Themes : AI 4 Scientific Discovery

All aspects of the Network will be developed through co-creation from amongst the members. Experience in running networks has shown us that finding the right language and approach to communication is essential for true co-creative and meaningful collaborations. For the proposed network this will be facilitated by making use of the philosophical underpinnings of AI & Discovery to provide a common language that enables the AI and Physical Science communities to engage in joint endeavours. The output of these endeavours will impact directly on the nature of what discovery & theory will mean in the next decades and on the skills set that the AI generation of researchers will need to develop.

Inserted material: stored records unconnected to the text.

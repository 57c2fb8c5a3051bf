//! Drive a tab group from simulated keyboard and pointer input.
//!
//! Run with `RUST_LOG=debug` to see every selection.

use a11ytab::{Config, Host, Key, Modifiers, Page};

const MARKUP: &str = r##"
<div class="tabs">
  <ul class="a11ytb-list">
    <li class="a11ytb-listitem"><a class="a11ytb-button" href="#overview">Overview</a></li>
    <li class="a11ytb-listitem"><a class="a11ytb-button" href="#specs">Specs</a></li>
    <li class="a11ytb-listitem"><a class="a11ytb-button" href="#reviews">Reviews</a></li>
  </ul>
  <div id="overview">Overview panel</div>
  <div id="specs">Specs panel</div>
  <div id="reviews">Reviews panel</div>
</div>"##;

fn main() -> anyhow::Result<()> {
    a11ytab::init_logging();

    let mut page = Page::from_html(MARKUP);
    let config = Config {
        tab_selected_class: Some("is-selected".into()),
        hash_navigation: true,
        dispatch_events: true,
        ..Config::default()
    };

    let ids = page.attach_all(".tabs", &config)?;
    page.initialize_all()?;

    let group = ids
        .first()
        .and_then(|&id| page.group(id))
        .ok_or_else(|| anyhow::anyhow!("no tab group in markup"))?;
    let first = group.triggers()[0].node;
    let last = group.triggers()[2].node;

    page.key_down(first, Key::ArrowRight, Modifiers::NONE)?;
    page.key_down(first, Key::ArrowLeft, Modifiers::NONE)?;
    page.click(last)?;

    let document = page.document();
    println!("{}", document.inner_html(document.body())?);
    println!("location hash: {:?}", document.location_hash());
    for event in document.dispatched_events() {
        println!("{} {}", event.dispatched_at.to_rfc3339(), event.name);
    }

    page.destroy_all();
    println!("{}", page.document().inner_html(page.document().body())?);

    Ok(())
}
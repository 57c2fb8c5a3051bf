//! UI events delivered to components
//!
//! Only the two event kinds the tab component listens to are modelled.

use chrono::{DateTime, Utc};
use serde::{Deserialize, Serialize};
use std::fmt;

use crate::node::NodeId;

#[derive(Debug, Clone, Copy, PartialEq, Eq, Hash, Serialize, Deserialize)]
#[serde(rename_all = "lowercase")]
pub enum EventKind {
    Click,
    KeyDown,
}

impl EventKind {
    pub fn as_str(&self) -> &'static str {
        match self {
            EventKind::Click => "click",
            EventKind::KeyDown => "keydown",
        }
    }
}

impl fmt::Display for EventKind {
    fn fmt(&self, f: &mut fmt::Formatter<'_>) -> fmt::Result {
        f.write_str(self.as_str())
    }
}

/// Keyboard key of a keydown event.
#[derive(Debug, Clone, PartialEq, Eq)]
pub enum Key {
    ArrowLeft,
    ArrowUp,
    ArrowRight,
    ArrowDown,
    Other(String),
}

impl Key {
    /// Parse a DOM `KeyboardEvent.key` value, including the legacy
    /// `Left`/`Up`/`Right`/`Down` spellings.
    pub fn from_key_name(name: &str) -> Self {
        match name {
            "ArrowLeft" | "Left" => Key::ArrowLeft,
            "ArrowUp" | "Up" => Key::ArrowUp,
            "ArrowRight" | "Right" => Key::ArrowRight,
            "ArrowDown" | "Down" => Key::ArrowDown,
            other => Key::Other(other.to_string()),
        }
    }

    /// Parse a legacy `KeyboardEvent.keyCode`.
    pub fn from_key_code(code: u32) -> Self {
        match code {
            37 => Key::ArrowLeft,
            38 => Key::ArrowUp,
            39 => Key::ArrowRight,
            40 => Key::ArrowDown,
            other => Key::Other(other.to_string()),
        }
    }
}

impl From<&str> for Key {
    fn from(name: &str) -> Self {
        Key::from_key_name(name)
    }
}

#[derive(Debug, Clone, Copy, Default, PartialEq, Eq)]
pub struct Modifiers {
    pub alt: bool,
    pub ctrl: bool,
    pub meta: bool,
    pub shift: bool,
}

impl Modifiers {
    pub const NONE: Modifiers = Modifiers {
        alt: false,
        ctrl: false,
        meta: false,
        shift: false,
    };
}

#[derive(Debug, Clone)]
pub struct UiEvent {
    kind: EventKind,
    target: NodeId,
    current_target: NodeId,
    key: Option<Key>,
    modifiers: Modifiers,
    default_prevented: bool,
}

impl UiEvent {
    pub fn click(target: NodeId) -> Self {
        Self::click_with(target, Modifiers::NONE)
    }

    pub fn click_with(target: NodeId, modifiers: Modifiers) -> Self {
        Self {
            kind: EventKind::Click,
            target,
            current_target: target,
            key: None,
            modifiers,
            default_prevented: false,
        }
    }

    pub fn key_down(target: NodeId, key: Key, modifiers: Modifiers) -> Self {
        Self {
            kind: EventKind::KeyDown,
            target,
            current_target: target,
            key: Some(key),
            modifiers,
            default_prevented: false,
        }
    }

    pub fn kind(&self) -> EventKind {
        self.kind
    }

    /// Node the event originated on.
    pub fn target(&self) -> NodeId {
        self.target
    }

    /// Node whose listener is currently handling the event.
    pub fn current_target(&self) -> NodeId {
        self.current_target
    }

    pub fn set_current_target(&mut self, node: NodeId) {
        self.current_target = node;
    }

    pub fn key(&self) -> Option<&Key> {
        self.key.as_ref()
    }

    pub fn modifiers(&self) -> Modifiers {
        self.modifiers
    }

    pub fn prevent_default(&mut self) {
        self.default_prevented = true;
    }

    pub fn is_default_prevented(&self) -> bool {
        self.default_prevented
    }
}

/// Handle for a registered listener.
#[derive(Debug, Clone, Copy, PartialEq, Eq, Hash, PartialOrd, Ord)]
pub struct ListenerId(pub(crate) u64);

impl fmt::Display for ListenerId {
    fn fmt(&self, f: &mut fmt::Formatter<'_>) -> fmt::Result {
        write!(f, "listener#{}", self.0)
    }
}

/// A custom event dispatched on the document.
#[derive(Debug, Clone, PartialEq, Eq, Serialize, Deserialize)]
pub struct DispatchedEvent {
    pub name: String,
    pub bubbles: bool,
    pub cancelable: bool,
    pub dispatched_at: DateTime<Utc>,
}

impl DispatchedEvent {
    pub fn new(name: &str) -> Self {
        Self {
            name: name.to_string(),
            bubbles: true,
            cancelable: true,
            dispatched_at: Utc::now(),
        }
    }
}

#[cfg(test)]
mod tests {
    use super::*;

    #[test]
    fn test_key_names() {
        assert_eq!(Key::from_key_name("ArrowLeft"), Key::ArrowLeft);
        assert_eq!(Key::from_key_name("Down"), Key::ArrowDown);
        assert_eq!(Key::from("Enter"), Key::Other("Enter".to_string()));
    }

    #[test]
    fn test_key_codes() {
        assert_eq!(Key::from_key_code(37), Key::ArrowLeft);
        assert_eq!(Key::from_key_code(38), Key::ArrowUp);
        assert_eq!(Key::from_key_code(39), Key::ArrowRight);
        assert_eq!(Key::from_key_code(40), Key::ArrowDown);
        assert_eq!(Key::from_key_code(13), Key::Other("13".to_string()));
    }

    #[test]
    fn test_prevent_default() {
        let mut event = UiEvent::click(NodeId(3));
        assert_eq!(event.kind(), EventKind::Click);
        assert_eq!(event.current_target(), NodeId(3));
        assert!(!event.is_default_prevented());

        event.prevent_default();
        assert!(event.is_default_prevented());
    }
}
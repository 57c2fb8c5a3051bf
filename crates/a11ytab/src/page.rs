//! Page coordinator
//!
//! Owns the document and every tab group attached to it. UI events enter
//! here and bubble from their target up through its ancestors; each listener
//! found on the way hands the event to the group that registered it.

use a11ytab_dom::{Document, Host, Key, Modifiers, NodeId, Selector, UiEvent};
use a11ytab_tabs::{Config, Lifecycle, TabGroup};
use std::fmt;

use crate::error::CoreError;
use crate::Result;

/// Attribute on a group root holding its JSON options.
pub const OPTIONS_ATTRIBUTE: &str = "data-a11ytab-options";

#[derive(Debug, Clone, Copy, PartialEq, Eq, Hash)]
pub struct GroupId(usize);

impl fmt::Display for GroupId {
    fn fmt(&self, f: &mut fmt::Formatter<'_>) -> fmt::Result {
        write!(f, "group#{}", self.0)
    }
}

pub struct Page {
    document: Document,
    groups: Vec<TabGroup<Document>>,
}

impl Page {
    pub fn new(document: Document) -> Self {
        Self {
            document,
            groups: Vec::new(),
        }
    }

    pub fn from_html(markup: &str) -> Self {
        Self::new(Document::parse_html(markup))
    }

    pub fn document(&self) -> &Document {
        &self.document
    }

    /// Build a detached group rooted at `root`.
    pub fn attach(&mut self, root: NodeId, config: &Config) -> Result<GroupId> {
        let group = TabGroup::new(self.document.clone(), root, config)?;
        Ok(self.push(group))
    }

    /// Add a group that was built on this page's document.
    pub fn attach_group(&mut self, group: TabGroup<Document>) -> GroupId {
        self.push(group)
    }

    /// One group per element matching `selector`, all sharing `config`.
    pub fn attach_all(&mut self, selector: &str, config: &Config) -> Result<Vec<GroupId>> {
        let selector = Selector::parse(selector)?;
        let roots = self.document.query_all(self.document.body(), &selector)?;

        roots
            .into_iter()
            .map(|root| self.attach(root, config))
            .collect()
    }

    /// Like [`attach_all`](Self::attach_all), reading each group's options
    /// from its `data-a11ytab-options` JSON attribute (defaults when absent).
    pub fn attach_declared(&mut self, selector: &str) -> Result<Vec<GroupId>> {
        let selector = Selector::parse(selector)?;
        let roots = self.document.query_all(self.document.body(), &selector)?;

        let mut ids = Vec::with_capacity(roots.len());
        for root in roots {
            let config = match self.document.attribute(root, OPTIONS_ATTRIBUTE) {
                Some(json) => serde_json::from_str::<Config>(&json)?,
                None => Config::default(),
            };
            ids.push(self.attach(root, &config)?);
        }
        Ok(ids)
    }

    pub fn group(&self, id: GroupId) -> Option<&TabGroup<Document>> {
        self.groups.get(id.0)
    }

    pub fn group_mut(&mut self, id: GroupId) -> Option<&mut TabGroup<Document>> {
        self.groups.get_mut(id.0)
    }

    pub fn groups(&self) -> impl Iterator<Item = (GroupId, &TabGroup<Document>)> {
        self.groups.iter().enumerate().map(|(i, g)| (GroupId(i), g))
    }

    pub fn initialize(&mut self, id: GroupId, preferred: Option<NodeId>) -> Result<()> {
        let group = self.group_mut(id).ok_or(CoreError::UnknownGroup(id))?;
        Ok(group.initialize(preferred)?)
    }

    /// Initialize every detached group.
    ///
    /// Groups are independent: one failing does not stop the others. The
    /// first error is returned after all groups were attempted.
    pub fn initialize_all(&mut self) -> Result<()> {
        let mut first_error = None;

        for (i, group) in self.groups.iter_mut().enumerate() {
            if group.state() != Lifecycle::Detached {
                continue;
            }
            if let Err(e) = group.initialize(None) {
                tracing::error!(group = %GroupId(i), error = %e, "Failed to initialize tab group");
                first_error.get_or_insert(e);
            }
        }

        match first_error {
            Some(e) => Err(e.into()),
            None => Ok(()),
        }
    }

    pub fn destroy_all(&mut self) {
        for group in &mut self.groups {
            group.destroy();
        }
    }

    /// Returns whether default handling was prevented.
    pub fn click(&mut self, target: NodeId) -> Result<bool> {
        self.dispatch(&mut UiEvent::click(target))
    }

    /// Returns whether default handling was prevented.
    pub fn key_down(&mut self, target: NodeId, key: Key, modifiers: Modifiers) -> Result<bool> {
        self.dispatch(&mut UiEvent::key_down(target, key, modifiers))
    }

    /// Deliver `event` along its bubble path. Returns whether default
    /// handling was prevented.
    pub fn dispatch(&mut self, event: &mut UiEvent) -> Result<bool> {
        tracing::trace!(kind = %event.kind(), target = %event.target(), "Dispatching UI event");

        let mut node = Some(event.target());
        while let Some(current) = node {
            for listener in self.document.listeners_on(current, event.kind()) {
                if let Some(group) = self.groups.iter_mut().find(|g| g.owns_listener(listener)) {
                    event.set_current_target(current);
                    group.handle_event(event)?;
                }
            }
            node = self.document.parent(current);
        }

        Ok(event.is_default_prevented())
    }

    /// Change the location fragment and let hash-navigating groups follow.
    /// Returns the groups whose selection changed.
    pub fn set_location_hash(&mut self, hash: &str) -> Result<Vec<GroupId>> {
        self.document.set_location_hash(hash)?;

        let mut changed = Vec::new();
        for (i, group) in self.groups.iter_mut().enumerate() {
            if group.sync_with_location()? {
                changed.push(GroupId(i));
            }
        }
        Ok(changed)
    }

    fn push(&mut self, group: TabGroup<Document>) -> GroupId {
        let id = GroupId(self.groups.len());
        tracing::debug!(group = %id, root = %group.root(), "Attached tab group");
        self.groups.push(group);
        id
    }
}

impl fmt::Debug for Page {
    fn fmt(&self, f: &mut fmt::Formatter<'_>) -> fmt::Result {
        f.debug_struct("Page")
            .field("document", &self.document)
            .field("groups", &self.groups)
            .finish()
    }
}

#[cfg(test)]
mod tests {
    use super::*;
    use a11ytab_tabs::TabError;

    const TWO_GROUPS: &str = r##"
        <section class="tabs" id="a">
          <ul class="a11ytb-list">
            <li class="a11ytb-listitem"><a class="a11ytb-button" href="#a0" id="at0"><span id="label">A0</span></a></li>
            <li class="a11ytb-listitem"><a class="a11ytb-button" href="#a1" id="at1">A1</a></li>
          </ul>
          <div id="a0">a0</div><div id="a1">a1</div>
        </section>
        <section class="tabs" data-a11ytab-options='{"tabSelectedClass":"on"}' id="b">
          <ul class="a11ytb-list">
            <li class="a11ytb-listitem"><a class="a11ytb-button" href="#b0" id="bt0">B0</a></li>
            <li class="a11ytb-listitem"><a class="a11ytb-button" href="#b1" id="bt1">B1</a></li>
            <li class="a11ytb-listitem"><a class="a11ytb-button" href="#b2" id="bt2">B2</a></li>
          </ul>
          <div id="b0">b0</div><div id="b1">b1</div><div id="b2">b2</div>
        </section>"##;

    fn node(page: &Page, id: &str) -> NodeId {
        page.document().element_by_id(id).unwrap()
    }

    #[test]
    fn test_groups_are_independent() {
        let mut page = Page::from_html(TWO_GROUPS);
        let ids = page.attach_all(".tabs", &Config::default()).unwrap();
        assert_eq!(ids.len(), 2);
        page.initialize_all().unwrap();

        let bt0 = node(&page, "bt0");
        assert!(page.key_down(bt0, Key::ArrowLeft, Modifiers::NONE).unwrap());

        assert_eq!(page.group(ids[0]).unwrap().selected(), Some(0));
        assert_eq!(page.group(ids[1]).unwrap().selected(), Some(2));
    }

    #[test]
    fn test_click_bubbles_from_descendant() {
        let mut page = Page::from_html(TWO_GROUPS);
        let ids = page.attach_all(".tabs", &Config::default()).unwrap();
        page.initialize_all().unwrap();

        let at1 = node(&page, "at1");
        assert!(page.click(at1).unwrap());
        assert_eq!(page.group(ids[0]).unwrap().selected(), Some(1));

        // Clicking the span inside the first trigger reaches its listener
        let label = node(&page, "label");
        assert!(page.click(label).unwrap());
        assert_eq!(page.group(ids[0]).unwrap().selected(), Some(0));
    }

    #[test]
    fn test_events_after_destroy_are_not_routed() {
        let mut page = Page::from_html(TWO_GROUPS);
        page.attach_all(".tabs", &Config::default()).unwrap();
        page.initialize_all().unwrap();
        page.destroy_all();

        assert_eq!(page.document().listener_count(), 0);
        let at1 = node(&page, "at1");
        assert!(!page.click(at1).unwrap());
    }

    #[test]
    fn test_attach_declared_reads_options() {
        let mut page = Page::from_html(TWO_GROUPS);
        let ids = page.attach_declared(".tabs").unwrap();
        page.initialize_all().unwrap();

        let a = page.group(ids[0]).unwrap();
        let b = page.group(ids[1]).unwrap();
        assert!(a.config().tab_classes.selected.is_none());
        assert_eq!(b.config().tab_classes.selected.as_deref(), Some("on"));
        assert!(page.document().has_class(node(&page, "bt0"), "on"));
    }

    #[test]
    fn test_attach_declared_rejects_bad_json() {
        let mut page = Page::from_html(
            r#"<div class="tabs" data-a11ytab-options="{not json"><a class="a11ytb-button" href="x">x</a></div>"#,
        );
        assert!(matches!(
            page.attach_declared(".tabs"),
            Err(CoreError::Serialization(_))
        ));
    }

    #[test]
    fn test_initialize_all_continues_past_failures() {
        let markup = TWO_GROUPS.replace(r##"href="#a1""##, r##"href="#gone""##);
        let mut page = Page::from_html(&markup);
        let ids = page.attach_all(".tabs", &Config::default()).unwrap();

        assert!(matches!(
            page.initialize_all(),
            Err(CoreError::Tab(TabError::Resolution { .. }))
        ));
        assert!(!page.group(ids[0]).unwrap().is_active());
        assert!(page.group(ids[1]).unwrap().is_active());
    }

    #[test]
    fn test_location_hash_drives_hash_navigating_groups() {
        let mut page = Page::from_html(TWO_GROUPS);
        let config = Config {
            hash_navigation: true,
            ..Config::default()
        };
        let a = page.attach(node(&page, "a"), &config).unwrap();
        let b = page.attach(node(&page, "b"), &Config::default()).unwrap();
        page.initialize_all().unwrap();

        assert_eq!(page.set_location_hash("#a1").unwrap(), vec![a]);
        assert_eq!(page.group(a).unwrap().selected(), Some(1));
        assert_eq!(page.group(b).unwrap().selected(), Some(0));

        assert!(matches!(
            page.initialize(GroupId(9), None),
            Err(CoreError::UnknownGroup(_))
        ));
    }
}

Areas of Chemical, Physical and Material Sciences

Chemicals and Materials Discovery: We will be pushing the limits of synthesis, properties and engineering of molecules and materials, enabling the discovery and exploitation of unseen and un-imagined parts of chemical and material space.

Areas of AI

Types of AI: We will investigate the impact of different types of AI modalities (e.g. pattern recognition vs reasoning AI, narrow vs broad AI) on scientific discovery. We will also explore what limits might exist in probing machine learning (AI) models to derive the rationale and reasons for the outputs of the models. This will enable us to map AI properties or transient states onto the more traditional approach to theory. As machine learning moves from addressing small scale text-book problems in statistical pattern recognition to being parts of deployable systems that can be integrated into discovery science roles, two important challenges, Privacy and Provenance, need to be addressed. (a) Privacy preserving learning, whereby the owners of data from domains in which privacy matters may be unwilling to share data. In such scenarios, algorithmic advances that can work with minimal statistical information about data, rather than working with raw data, will need to be developed (b) Provenance: Learning systems that are embedded in a discovery setting will need to be cognisant of the provenance of data used for their training. As multiple sources of data become available, particularly when experimental data are archived in public repositories, uncertainty about them is bound to increase. The frontiers of machine learning need to be pushed to cope with varying reliability of the available data.
Agents & Swarms: How much can AI for Scientific Discovery make use of, and learn, from the expert game players? We will push the frontiers of Deep Reinforcement Learning whereby agent-based modelling at a “high level” can take advantage of data-driven models at a lower level. These two topics have developed largely separately in the literature, and bringing them together is crucial for discovery science in that reinforcement learning is suitable for planning and experiment design whereas data-driven modelling is needed to extract useful information from large and complex experimental data. Inducing strong coupling between the two is an open-ended challenge that needs to be addressed.
Evolutionary approaches & Understanding the AI results: Conventional applications of AI tend to work in well-defined problem domains (clear objective functions, supervised learning methods, data-driven deduction) but scientific discovery is often ad hoc and opportunistic, with discoveries that can arise in unexpected ways and in ‘problems’ that are ill-defined at the outset. The human capability for discovery in such domains is surpassed only by natural evolutionary processes. Operating in a purely non-teleological way, biological evolution is the epitome of such an ad hoc and opportunistic process. Recent breakthroughs in two specific areas provide an opportunity to exploit artificial evolutionary processes for scientific discovery in a new way: (a) ‘distilling natural laws from experimental data’; (b) Exploiting the formal equivalence of natural evolution and machine learning. In general, what is the impact of the understanding the results and therefore the ethical basis for using the resulting models.